Funding via R01 et al creates an ecosystem of start-up like labs that publish
or perish as is said--and perish quickly. For too many PIs feeling crunched by
grants running low, skepticism towards borderline results could be a lab
killer and so they take the position that their hypotheses are right until
proven wrong. Because journals are filled with irreproducible nonsense,
scientists seem less and less like the high priests of reality that we want
them to be and more like the rest of the world struggling to get by and
skirting the edge of honesty as they do so. However, the multiplicity of
scrappy labs may be a good model to explore the multiplicity of biological
phenomena and time will reveal the winners from the losers, even if a moutain
of garbage papers is produced in the meantime.

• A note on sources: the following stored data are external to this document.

//! Cluster object model shared by the target server and the controllers.
//!
//! Every object carries an `ObjectMeta` with the optimistic-concurrency token
//! (`resource_version`) assigned by the store.

use std::collections::BTreeMap;
use std::fmt;

use serde::{Deserialize, Serialize};

use crate::wire::ReplicaUpdate;

/// Fixed application label carried by every pool instance.
pub const APP_LABEL: &str = "app";
/// Value of `APP_LABEL` on pool instances.
pub const POOL_APP: &str = "volmgr-pool";
/// Pool-instance identity label.
pub const POOL_INSTANCE_LABEL: &str = "volmgr.io/pool-instance";
/// Owning pool-cluster label.
pub const POOL_CLUSTER_LABEL: &str = "volmgr.io/pool-cluster";
/// Volume a replica object belongs to.
pub const VOLUME_LABEL: &str = "volmgr.io/volume";
/// Replica process entitled to act on a restore intent.
pub const REPLICA_UID_LABEL: &str = "volmgr.io/replica-uid";

pub type Labels = BTreeMap<String, String>;

/// Replica identity -> replica storage GUID.
pub type KnownReplicas = BTreeMap<String, String>;

/// Namespaced object identity.
#[derive(Clone, Debug, PartialEq, Eq, PartialOrd, Ord, Hash, Serialize, Deserialize)]
pub struct ObjectKey {
    pub namespace: String,
    pub name: String,
}

impl ObjectKey {
    pub fn new(namespace: impl Into<String>, name: impl Into<String>) -> Self {
        Self {
            namespace: namespace.into(),
            name: name.into(),
        }
    }
}

impl fmt::Display for ObjectKey {
    fn fmt(&self, f: &mut fmt::Formatter<'_>) -> fmt::Result {
        write!(f, "{}/{}", self.namespace, self.name)
    }
}

#[derive(Clone, Debug, Default, PartialEq, Eq, Serialize, Deserialize)]
pub struct ObjectMeta {
    pub namespace: String,
    pub name: String,
    #[serde(default)]
    pub labels: Labels,
    /// Version token bumped by the store on every write.
    #[serde(default)]
    pub resource_version: u64,
}

impl ObjectMeta {
    pub fn new(namespace: impl Into<String>, name: impl Into<String>) -> Self {
        Self {
            namespace: namespace.into(),
            name: name.into(),
            labels: Labels::new(),
            resource_version: 0,
        }
    }

    pub fn with_label(mut self, key: impl Into<String>, value: impl Into<String>) -> Self {
        self.labels.insert(key.into(), value.into());
        self
    }

    pub fn key(&self) -> ObjectKey {
        ObjectKey::new(&self.namespace, &self.name)
    }

    pub fn label(&self, key: &str) -> Option<&str> {
        self.labels.get(key).map(String::as_str)
    }
}

#[derive(Clone, Debug, Default, PartialEq, Eq, Serialize, Deserialize)]
pub struct ReplicaDetails {
    #[serde(default)]
    pub known_replicas: KnownReplicas,
}

/// Desired replica topology of a volume.
#[derive(Clone, Debug, Default, PartialEq, Eq, Serialize, Deserialize)]
pub struct VolumeSpec {
    pub replication_factor: u32,
    pub consistency_factor: u32,
    /// Replica count the volume was provisioned with; bounds `known_replicas`.
    pub desired_replication_factor: u32,
    #[serde(default)]
    pub replica_details: ReplicaDetails,
}

/// Observed replica topology of a volume.
#[derive(Clone, Debug, Default, PartialEq, Eq, Serialize, Deserialize)]
pub struct VolumeStatus {
    #[serde(default)]
    pub replica_details: ReplicaDetails,
}

/// Per-volume replication record (one per volume, never deleted on its own).
#[derive(Clone, Debug, PartialEq, Eq, Serialize, Deserialize)]
pub struct VolumeReplicationRecord {
    pub meta: ObjectMeta,
    pub spec: VolumeSpec,
    #[serde(default)]
    pub status: VolumeStatus,
}

impl VolumeReplicationRecord {
    /// Freshly provisioned record: no replica has reported yet, so RF/CF are 0.
    pub fn provisioned(key: &ObjectKey, desired_replication_factor: u32) -> Self {
        Self {
            meta: ObjectMeta::new(&key.namespace, &key.name),
            spec: VolumeSpec {
                replication_factor: 0,
                consistency_factor: 0,
                desired_replication_factor,
                replica_details: ReplicaDetails::default(),
            },
            status: VolumeStatus::default(),
        }
    }

    pub fn with_factors(mut self, replication_factor: u32, consistency_factor: u32) -> Self {
        self.spec.replication_factor = replication_factor;
        self.spec.consistency_factor = consistency_factor;
        self
    }

    pub fn key(&self) -> ObjectKey {
        self.meta.key()
    }

    pub fn known_replicas(&self) -> &KnownReplicas {
        &self.spec.replica_details.known_replicas
    }

    /// Apply an already validated update to both the desired and observed views.
    pub fn apply_replica_update(&mut self, update: &ReplicaUpdate) {
        self.spec.replication_factor = update.replication_factor;
        self.spec.consistency_factor = update.consistency_factor;
        self.spec
            .replica_details
            .known_replicas
            .insert(update.replica_id.clone(), update.replica_guid.clone());
        self.status
            .replica_details
            .known_replicas
            .insert(update.replica_id.clone(), update.replica_guid.clone());
    }
}

/// Pool instance hosting volume replicas. Identity lives entirely in labels.
#[derive(Clone, Debug, PartialEq, Eq, Serialize, Deserialize)]
pub struct PoolInstance {
    pub meta: ObjectMeta,
}

impl PoolInstance {
    pub fn new(namespace: &str, name: &str, pool_cluster: &str) -> Self {
        Self {
            meta: ObjectMeta::new(namespace, name)
                .with_label(APP_LABEL, POOL_APP)
                .with_label(POOL_INSTANCE_LABEL, name)
                .with_label(POOL_CLUSTER_LABEL, pool_cluster),
        }
    }
}

/// One replica of a volume placed on a pool instance.
#[derive(Clone, Debug, PartialEq, Eq, Serialize, Deserialize)]
pub struct VolumeReplica {
    pub meta: ObjectMeta,
}

impl VolumeReplica {
    pub fn new(namespace: &str, volume: &str, pool_instance: &str, pool_cluster: &str) -> Self {
        Self {
            meta: ObjectMeta::new(namespace, format!("{volume}-{pool_instance}"))
                .with_label(VOLUME_LABEL, volume)
                .with_label(POOL_INSTANCE_LABEL, pool_instance)
                .with_label(POOL_CLUSTER_LABEL, pool_cluster),
        }
    }

    pub fn volume(&self) -> Option<&str> {
        self.meta.label(VOLUME_LABEL)
    }

    pub fn pool_instance(&self) -> Option<&str> {
        self.meta.label(POOL_INSTANCE_LABEL)
    }

    pub fn pool_cluster(&self) -> Option<&str> {
        self.meta.label(POOL_CLUSTER_LABEL)
    }
}

#[derive(Clone, Copy, Debug, PartialEq, Eq, Serialize, Deserialize)]
pub enum SelectorOperator {
    In,
    NotIn,
    Exists,
    DoesNotExist,
}

#[derive(Clone, Debug, PartialEq, Eq, Serialize, Deserialize)]
pub struct SelectorRequirement {
    pub key: String,
    pub operator: SelectorOperator,
    #[serde(default)]
    pub values: Vec<String>,
}

impl SelectorRequirement {
    fn matches(&self, labels: &Labels) -> bool {
        let value = labels.get(&self.key);
        match self.operator {
            SelectorOperator::In => value.is_some_and(|v| self.values.contains(v)),
            SelectorOperator::NotIn => value.map_or(true, |v| !self.values.contains(v)),
            SelectorOperator::Exists => value.is_some(),
            SelectorOperator::DoesNotExist => value.is_none(),
        }
    }
}

/// Label selector: every `match_labels` pair AND every requirement must hold.
/// An empty selector matches everything.
#[derive(Clone, Debug, Default, PartialEq, Eq, Serialize, Deserialize)]
pub struct LabelSelector {
    #[serde(default)]
    pub match_labels: Labels,
    #[serde(default)]
    pub match_expressions: Vec<SelectorRequirement>,
}

impl LabelSelector {
    pub fn with_label(mut self, key: impl Into<String>, value: impl Into<String>) -> Self {
        self.match_labels.insert(key.into(), value.into());
        self
    }

    pub fn with_requirement(
        mut self,
        key: impl Into<String>,
        operator: SelectorOperator,
        values: Vec<String>,
    ) -> Self {
        self.match_expressions.push(SelectorRequirement {
            key: key.into(),
            operator,
            values,
        });
        self
    }

    pub fn matches(&self, labels: &Labels) -> bool {
        self.match_labels
            .iter()
            .all(|(k, v)| labels.get(k) == Some(v))
            && self.match_expressions.iter().all(|req| req.matches(labels))
    }
}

On a pedantic note, because I can't resist-- biomedical research might be
mildly more reproducible if psychology journals, which are notoriously bad on
reproducibility, were not considered part of biomedicine.

------
nonbel
>"In April, a group of influential UK biomedical funding agencies held a
meeting to discuss the problem — and have just released their findings."

I checked, there is no data there. The findings are just a summary of whatever
they discussed. I am quite interested (pessimistically) to find out what a
biomed reproducibility project will uncover.

>"There were scientists talking about the ‘reproducibility police’ or even
‘reproducibility Nazis’."

What in the world is wrong with these people?